Assigned task
Look through the data below and show every line that includes "root".

Data for the task section start

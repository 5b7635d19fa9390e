use crate::prelude::*;
use std::time::Duration;

/// Environment variable holding the server root, e.g. `http://127.0.0.1:8084`.
pub const URL_VAR: &str = "BLOGADMIN_URL";
/// Environment variable holding an already issued session cookie.
pub const SESSION_VAR: &str = "BLOGADMIN_SESSION";
/// Environment variable holding the request timeout in seconds.
pub const TIMEOUT_VAR: &str = "BLOGADMIN_TIMEOUT";

pub const DEFAULT_TIMEOUT_SECS: u64 = 30;

/// Connection settings for the admin API
#[derive(Debug, Clone)]
pub struct AdminConfig {
    /// Server root without a trailing `/`.
    pub base_url: String,
    /// Value sent as the `Cookie` header, if any.
    pub session: Option<String>,
    pub timeout: Duration,
}

impl AdminConfig {
    /// Build the configuration from any variable source.
    pub fn from_lookup(lookup: impl Fn(&str) -> Option<String>) -> Result<Self> {
        let base_url = lookup(URL_VAR)
            .ok_or_else(|| eyre!("{URL_VAR} environment variable not set (or pass --url)"))?;

        let timeout = match lookup(TIMEOUT_VAR) {
            Some(raw) => raw
                .trim()
                .parse::<u64>()
                .map_err(|_| eyre!("{TIMEOUT_VAR} must be a number of seconds, got '{raw}'"))?,
            None => DEFAULT_TIMEOUT_SECS,
        };

        Self {
            base_url: String::new(),
            session: lookup(SESSION_VAR).filter(|s| !s.is_empty()),
            timeout: Duration::from_secs(timeout),
        }
        .with_base_url(&base_url)
    }

    /// Apply CLI overrides to the configuration
    pub fn with_overrides(
        mut self,
        base_url: Option<String>,
        session: Option<String>,
        timeout: Option<u64>,
    ) -> Result<Self> {
        if let Some(session) = session {
            self.session = Some(session);
        }
        if let Some(secs) = timeout {
            self.timeout = Duration::from_secs(secs);
        }
        match base_url {
            Some(url) => self.with_base_url(&url),
            None => Ok(self),
        }
    }

    fn with_base_url(mut self, url: &str) -> Result<Self> {
        let url = url.trim();
        if !blogadmin_core::url::is_absolute(url) {
            return Err(eyre!(
                "Server URL must start with http:// or https://, got '{}'",
                url
            ));
        }
        self.base_url = url.trim_end_matches('/').to_string();
        Ok(self)
    }

    /// Resolve configuration from the environment, letting CLI flags win.
    ///
    /// `--url` alone is enough: the environment is only required to provide
    /// the server URL when no flag does.
    pub fn resolve(global: &crate::Global) -> Result<Self> {
        Self::resolve_with(global, |name| std::env::var(name).ok())
    }

    fn resolve_with(
        global: &crate::Global,
        env_lookup: impl Fn(&str) -> Option<String>,
    ) -> Result<Self> {
        let lookup = |name: &str| {
            if name == URL_VAR {
                global.url.clone().or_else(|| env_lookup(name))
            } else {
                env_lookup(name)
            }
        };
        Self::from_lookup(lookup)?.with_overrides(None, global.session.clone(), global.timeout)
    }
}

#[cfg(test)]
mod tests {
    use super::*;
    use std::collections::HashMap;

    fn env(pairs: &[(&str, &str)]) -> impl Fn(&str) -> Option<String> {
        let map: HashMap<String, String> = pairs
            .iter()
            .map(|(k, v)| (k.to_string(), v.to_string()))
            .collect();
        move |name: &str| map.get(name).cloned()
    }

    fn global(url: Option<&str>) -> crate::Global {
        crate::Global {
            url: url.map(str::to_string),
            session: None,
            timeout: None,
            verbose: false,
        }
    }

    #[test]
    fn test_from_lookup_defaults() {
        let config =
            AdminConfig::from_lookup(env(&[(URL_VAR, "http://127.0.0.1:8084/")])).unwrap();
        assert_eq!(config.base_url, "http://127.0.0.1:8084");
        assert_eq!(config.session, None);
        assert_eq!(config.timeout, Duration::from_secs(DEFAULT_TIMEOUT_SECS));
    }

    #[test]
    fn test_from_lookup_reads_everything() {
        let config = AdminConfig::from_lookup(env(&[
            (URL_VAR, "https://blog.example.com"),
            (SESSION_VAR, "session=abc"),
            (TIMEOUT_VAR, "5"),
        ]))
        .unwrap();
        assert_eq!(config.session.as_deref(), Some("session=abc"));
        assert_eq!(config.timeout, Duration::from_secs(5));
    }

    #[test]
    fn test_missing_url_is_an_error() {
        let err = AdminConfig::from_lookup(env(&[])).unwrap_err();
        assert!(err.to_string().contains(URL_VAR));
    }

    #[test]
    fn test_bad_timeout_is_an_error() {
        let result = AdminConfig::from_lookup(env(&[
            (URL_VAR, "http://x"),
            (TIMEOUT_VAR, "soon"),
        ]));
        assert!(result.is_err());
    }

    #[test]
    fn test_url_without_scheme_is_rejected() {
        let result = AdminConfig::from_lookup(env(&[(URL_VAR, "blog.example.com")]));
        assert!(result.is_err());
    }

    #[test]
    fn test_flag_url_wins_and_env_is_optional() {
        let config =
            AdminConfig::resolve_with(&global(Some("http://flag:1/")), env(&[])).unwrap();
        assert_eq!(config.base_url, "http://flag:1");

        let config = AdminConfig::resolve_with(
            &global(Some("http://flag:1")),
            env(&[(URL_VAR, "http://env:2")]),
        )
        .unwrap();
        assert_eq!(config.base_url, "http://flag:1");
    }

    #[test]
    fn test_overrides() {
        let config = AdminConfig::from_lookup(env(&[(URL_VAR, "http://env:2")]))
            .unwrap()
            .with_overrides(None, Some("s=1".to_string()), Some(3))
            .unwrap();
        assert_eq!(config.base_url, "http://env:2");
        assert_eq!(config.session.as_deref(), Some("s=1"));
        assert_eq!(config.timeout, Duration::from_secs(3));
    }
}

Data for the task section end

Exercise answer
/// Environment variable holding the server root, e.g. `http://127.0.0.1:8084`.
    /// Server root without a trailing `/`.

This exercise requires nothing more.